My allotment advice

There are lots of sites out there to tell you how to sow, plant and grow fruit and vegetables, but not so many that pass on the hard earned wisdom that has been acquired through years of trial and error. These are a few of my do’s and don’ts that I’ve learned along the way, I hope they may prove useful if you are starting out on an allotment adventure.

DON’T let it become a chore. There will always be times when it does feel a little that way – you’ve been away for a while, the weeds have taken over, why do I need to grow these onions anyway when I could just go a buy some and save myself the hassle? I’m sure we’ve all been there. But remember the reason why you’re doing it. Getting out in the fresh air, being at one with nature, de-stressing from a hectic family and/or technology overload, getting huge satisfaction from growing your own. Whatever your reasons might be for starting a plot, keep that in mind when/if it starts to overwhelm. If it constantly feels like nothing but a chore, then you really need to question why you are doing it.

DON’T give up too quickly on a crop that fails first time. There are so many crops that have been great for me one year and not the next and vice versa. Sometimes it’s the weather, sometimes it’s down to a particular pest or disease, but next year it could all be different. Try, try and try again, and only then give up!

DO take a flask of tea or coffee and a snack with you. You will always be there longer than you’ve anticipated, and you’ll always be very glad you did. Don’t forget water on hot days, it can be thirsty work.

DO be open to advice from fellow plot holders, and ask if you need it. We’re mostly a friendly bunch who are keen to support new plot holders, and our heads swell with pride if we’re able to pass on our knowledge.

DON’T leave it too long between visits. We see so many new people who are so enthusiastic to start with, dig over the beds, feel very good about themselves, and then disappear for several weeks while the weeds grow back again. Those freshly dug beds don’t stay like that for long, nature is invincible. Little and often is the key, so …

DO dedicate a small amount of time on every visit to weeding. Weeding is a chore, it is the equivalent of hoovering or ironing, but the longer you leave it the more there’ll be. Try and see it as a ZEN like activity that allows you to properly look at how well things are growing, and even if you’re only popping down there, try and put the hoe around one or two beds. I read somewhere that you should dedicate a third of every trip to weeding, which I think is probably about right!

DON’T feel you have to dig over the entire plot in one go.

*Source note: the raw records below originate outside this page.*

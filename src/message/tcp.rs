use std::cell::RefCell;
use std::collections::HashMap;
use std::io;
use std::io::prelude::*;
use std::net::{SocketAddr, TcpListener, TcpStream};
use std::thread;
use std::time::Duration;

use log::{debug, error, info};

use super::comm::Communicator;

const CONNECT_RETRY_WAIT: Duration = Duration::from_millis(250);
const CONNECT_RETRY_MAX_WAIT: Duration = Duration::from_millis(5000);

/// A `Communicator` over plain TCP streams, for runs with one process per
/// mesh partition. A listener thread accepts connections from the peers and
/// queues incoming frames; sends open one stream per peer lazily on the
/// caller's thread, retrying with exponential backoff while the rest of the
/// group is still starting up. Frames are length-prefixed byte buffers; the
/// payload encoding belongs to the caller.
///
pub struct TcpCommunicator {
    rank: usize,
    peers: Vec<SocketAddr>,
    streams: RefCell<HashMap<usize, TcpStream>>,
    recv_source: crossbeam_channel::Receiver<Vec<u8>>,
}

impl TcpCommunicator {
    /// Start a communicator for the process at position `rank` of the peer
    /// list, binding a listener on that peer address.
    ///
    pub fn new(rank: usize, peers: Vec<SocketAddr>) -> Self {
        let (recv_sink, recv_source) = crossbeam_channel::unbounded();
        let addr = peers[rank];

        thread::spawn(move || listen(addr, recv_sink));

        Self {
            rank,
            peers,
            streams: RefCell::new(HashMap::new()),
            recv_source,
        }
    }
}

impl Communicator for TcpCommunicator {
    fn rank(&self) -> usize {
        self.rank
    }

    fn size(&self) -> usize {
        self.peers.len()
    }

    fn send(&self, rank: usize, message: Vec<u8>) {
        let mut streams = self.streams.borrow_mut();
        let stream = streams
            .entry(rank)
            .or_insert_with(|| connect_with_retry(self.peers[rank]));

        if let Err(e) = write_frame(stream, &message) {
            panic!("send to rank {} ({}) failed: {}", rank, self.peers[rank], e)
        }
    }

    fn recv(&self) -> Vec<u8> {
        self.recv_source.recv().unwrap()
    }
}

fn listen(addr: SocketAddr, recv_sink: crossbeam_channel::Sender<Vec<u8>>) {
    info!("Listening on {}", addr);
    let listener = TcpListener::bind(addr).unwrap();

    for stream in listener.incoming() {
        let mut stream = stream.unwrap();
        let sink = recv_sink.clone();

        debug!("Receiving connection from {:?}", stream.peer_addr());
        thread::spawn(move || loop {
            match read_frame(&mut stream) {
                Ok(frame) => {
                    if sink.send(frame).is_err() {
                        break;
                    }
                }
                // the peer hung up; normal at the end of a run
                Err(_) => break,
            }
        });
    }
}

fn read_frame(stream: &mut TcpStream) -> io::Result<Vec<u8>> {
    let mut header = [0; 8];
    stream.read_exact(&mut header)?;

    let mut frame = vec![0; u64::from_le_bytes(header) as usize];
    stream.read_exact(&mut frame)?;
    Ok(frame)
}

fn write_frame(stream: &mut TcpStream, frame: &[u8]) -> io::Result<()> {
    stream.write_all(&(frame.len() as u64).to_le_bytes())?;
    stream.write_all(frame)
}

fn connect_with_retry(addr: SocketAddr) -> TcpStream {
    let mut wait = CONNECT_RETRY_WAIT;

    loop {
        match TcpStream::connect(&addr) {
            Ok(stream) => {
                info!("Connected to {}", addr);
                return stream;
            }
            Err(e) => {
                error!("Connect to {} failed ({}), retrying in {:?}", addr, e, wait);
                thread::sleep(wait);
                wait = (wait * 2).min(CONNECT_RETRY_MAX_WAIT);
            }
        }
    }
}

It is okay to leave some areas covered over with black plastic, weed suppressant fabric, or even sheets of cardboard. We did all of that, and planted as we cleared the soil, bit by bit.

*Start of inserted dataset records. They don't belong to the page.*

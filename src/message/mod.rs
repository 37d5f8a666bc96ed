//! This module exports the minimal message-passing API the driver needs for
//! distributed runs, encapsulated by a `Communicator` trait. Implementors
//! only need to write `send` and `recv` operations for a given transport
//! layer (a pure-Rust TCP implementation is included, along with a no-op
//! communicator for single-process runs). The trait then provides binomial
//! tree broadcast, reduce, and reduce-all operations on top, which the
//! checkpoint reporter uses to agree on solution errors across ranks.
//!

pub mod comm;
pub mod tcp;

DO keep a few essential toiletries in your shed if you have one. Mine include a large tub of antibacterial wet wipes for hand cleaning, tissues, plasters (just in case) and a stick of sweat proof sunblock for the sunnier months.

Talking of which, DO be very aware of the sun. I don’t want to sound like everyones mum now, but even on a cloudy day when you’re out there for several hours, it’s so easy to forget that strip of back that is exposed every time you crouch over.

Enjoy it, learn from it all, but trust me on the sunscreen!